Nous sommes le 20 novembre et depuis le début de la semaine, c’est déjà la troisième éviction que subissent les exilés de la jungle de Hospital, en périphérie de Calais. La pluie a tout juste cessé que de tous les abords, des CRS envahissent la zone. Toujours plus nombreux, ils perquisitionnent les tentes et imposent à une cinquantaine de personnes d’évacuer le secteur. Une chaussure jonche l’herbe d’un sol encore verdoyant pour un mois de novembre, abandonnée par un jeune réfugié qui pousse un lourd caddie de nourriture et de duvets. Comme les autres, il est forcé de quitter la jungle. De loin, l’un des membres des forces de l’ordre s’impatiente, face à des hommes plus âgés originaires d’Afghanistan qui ne parlent pas français : “Allez les bougnouls”. Ici, le racisme est omniprésent : dans toutes les jungles, les exilés témoignent de l’humiliation des forces de l’ordre à leur égard.
D’après le dernier rapport de la Commission nationale consultative des droits de l’homme, sur la situation des personnes exilées à Calais et Grande-Synthe le 12 février 2021, l’association Human Rights Observers déclarait que plus de 1 000 expulsions de lieux de vie informels avaient été opérées par les autorités à Calais et dans la région en 2020.

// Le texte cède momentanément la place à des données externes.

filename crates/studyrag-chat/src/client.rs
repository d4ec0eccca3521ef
use async_trait::async_trait;
use serde::Serialize;
use thiserror::Error;

#[derive(Debug, Clone, PartialEq, Serialize)]
pub struct GenerationRequest {
    pub prompt: String,
    pub temperature: f32,
    pub max_output_tokens: u32,
}

/// Raw failure text from the generation backend, classified by
/// [`crate::outcome::classify_failure`].
#[derive(Debug, Clone, Error)]
#[error("{0}")]
pub struct UpstreamFailure(pub String);

/// The hosted text-generation capability. `Ok(None)` means the call
/// succeeded but carried no text.
#[async_trait]
pub trait GenerationClient: Send + Sync {
    async fn generate(
        &self,
        request: &GenerationRequest,
    ) -> Result<Option<String>, UpstreamFailure>;
}
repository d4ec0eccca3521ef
use serde::Serialize;
use std::sync::Arc;

use studyrag_core::config::Settings;
use studyrag_retrieval::RetrievalEngine;

use crate::client::GenerationClient;
use crate::error::Result;
use crate::followup::generate_follow_ups;
use crate::orchestrator::GenerationOrchestrator;
use crate::outcome::Reply;
use crate::prompt::{build_context, tutor_prompt, ChatMessage, PromptStyle};
use crate::sources::{build_sources, Source};

/// The answer shape is the same whether generation succeeded or degraded.
#[derive(Debug, Clone, PartialEq, Serialize)]
pub struct ChatAnswer {
    pub message: String,
    pub sources: Vec<Source>,
    pub follow_up_questions: Vec<String>,
    pub prompt_style: PromptStyle,
}

pub struct ChatService {
    engine: Arc<RetrievalEngine>,
    orchestrator: GenerationOrchestrator,
    top_k: usize,
    max_sources: usize,
    default_relevance: f32,
}

impl ChatService {
    pub fn new(
        engine: Arc<RetrievalEngine>,
        client: Arc<dyn GenerationClient>,
        settings: &Settings,
    ) -> Self {
        Self {
            engine,
            orchestrator: GenerationOrchestrator::new(client, &settings.generation),
            top_k: settings.retrieval.top_k_results,
            max_sources: settings.retrieval.max_sources,
            default_relevance: settings.retrieval.default_relevance,
        }
    }

    pub fn orchestrator(&self) -> &GenerationOrchestrator { &self.orchestrator }

    pub async fn answer(
        &self,
        query: &str,
        history: &[ChatMessage],
        style: PromptStyle,
    ) -> Result<ChatAnswer> {
        let results = self.engine.search(query, self.top_k, None).await?;
        let context = build_context(&results);
        let prompt = tutor_prompt(query, &context, history, style);
        tracing::info!(style = %style, hits = results.len(), "generating answer");

        match self.orchestrator.generate(prompt).await.into_reply()? {
            Reply::Degraded(reason) => Ok(ChatAnswer {
                message: reason.message(),
                sources: Vec::new(),
                follow_up_questions: Vec::new(),
                prompt_style: style,
            }),
            Reply::Text(message) => {
                let sources = build_sources(&results, self.max_sources, self.default_relevance);
                let follow_up_questions =
                    generate_follow_ups(&self.orchestrator, query, &message).await;
                Ok(ChatAnswer { message, sources, follow_up_questions, prompt_style: style })
            }
        }
    }
}
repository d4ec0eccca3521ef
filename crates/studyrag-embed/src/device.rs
use candle_core::Device;

pub fn select_device() -> Device {
    #[cfg(feature = "metal")]
    {
        if let Ok(dev) = Device::new_metal(0) {
            tracing::info!("embedding device: Metal (MPS)");
            return dev;
        }
    }
    tracing::info!("embedding device: CPU");
    Device::Cpu
}
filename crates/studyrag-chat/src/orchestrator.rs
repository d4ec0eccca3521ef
use std::sync::Arc;
use std::time::Instant;

use studyrag_core::config::GenerationSettings;

use crate::client::{GenerationClient, GenerationRequest};
use crate::outcome::{classify_failure, classify_response, GenerationOutcome};

/// One generation call per request, classified; no retries.
#[derive(Clone)]
pub struct GenerationOrchestrator {
    client: Arc<dyn GenerationClient>,
    temperature: f32,
    max_output_tokens: u32,
}

impl GenerationOrchestrator {
    pub fn new(client: Arc<dyn GenerationClient>, settings: &GenerationSettings) -> Self {
        Self {
            client,
            temperature: settings.temperature,
            max_output_tokens: settings.max_output_tokens,
        }
    }

    pub fn request(&self, prompt: impl Into<String>) -> GenerationRequest {
        GenerationRequest {
            prompt: prompt.into(),
            temperature: self.temperature,
            max_output_tokens: self.max_output_tokens,
        }
    }

    pub async fn generate(&self, prompt: impl Into<String>) -> GenerationOutcome {
        let request = self.request(prompt);
        let start = Instant::now();
        let outcome = match self.client.generate(&request).await {
            Ok(text) => classify_response(text.as_deref()),
            Err(failure) => classify_failure(&failure.0),
        };
        let ms = start.elapsed().as_millis() as u64;
        match &outcome {
            GenerationOutcome::Success { text } => {
                tracing::info!(ms, chars = text.len(), "generation succeeded");
            }
            GenerationOutcome::RateLimited { wait_seconds } => {
                tracing::warn!(ms, ?wait_seconds, "generation rate limited");
            }
            GenerationOutcome::Unavailable => tracing::warn!(ms, "generation model unavailable"),
            GenerationOutcome::Empty => tracing::error!(ms, "generation returned empty text"),
            GenerationOutcome::Unknown { cause } => {
                tracing::error!(ms, %cause, "generation failed");
            }
        }
        outcome
    }
}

Un traitement inhumain, “dégradant” selon le rapport de Human Rights Watch publié au début du mois d’octobre, qui dénonce “les opérations répétées d’expulsion massive, le harcèlement policier quasi quotidien et les restrictions pesant sur la délivrance d’aide humanitaire et sur l’accès à cette aide”. Cinq ans après le démantèlement de “La Jungle”, l’État semble de nouveau, pour les associations et les locaux, se déresponsabiliser face à la crise humanitaire, rejetant la faute sur les passeurs qui “exploitent la misère humaine [et sont] responsables de l’immigration irrégulière”, selon Gérald Darmanin.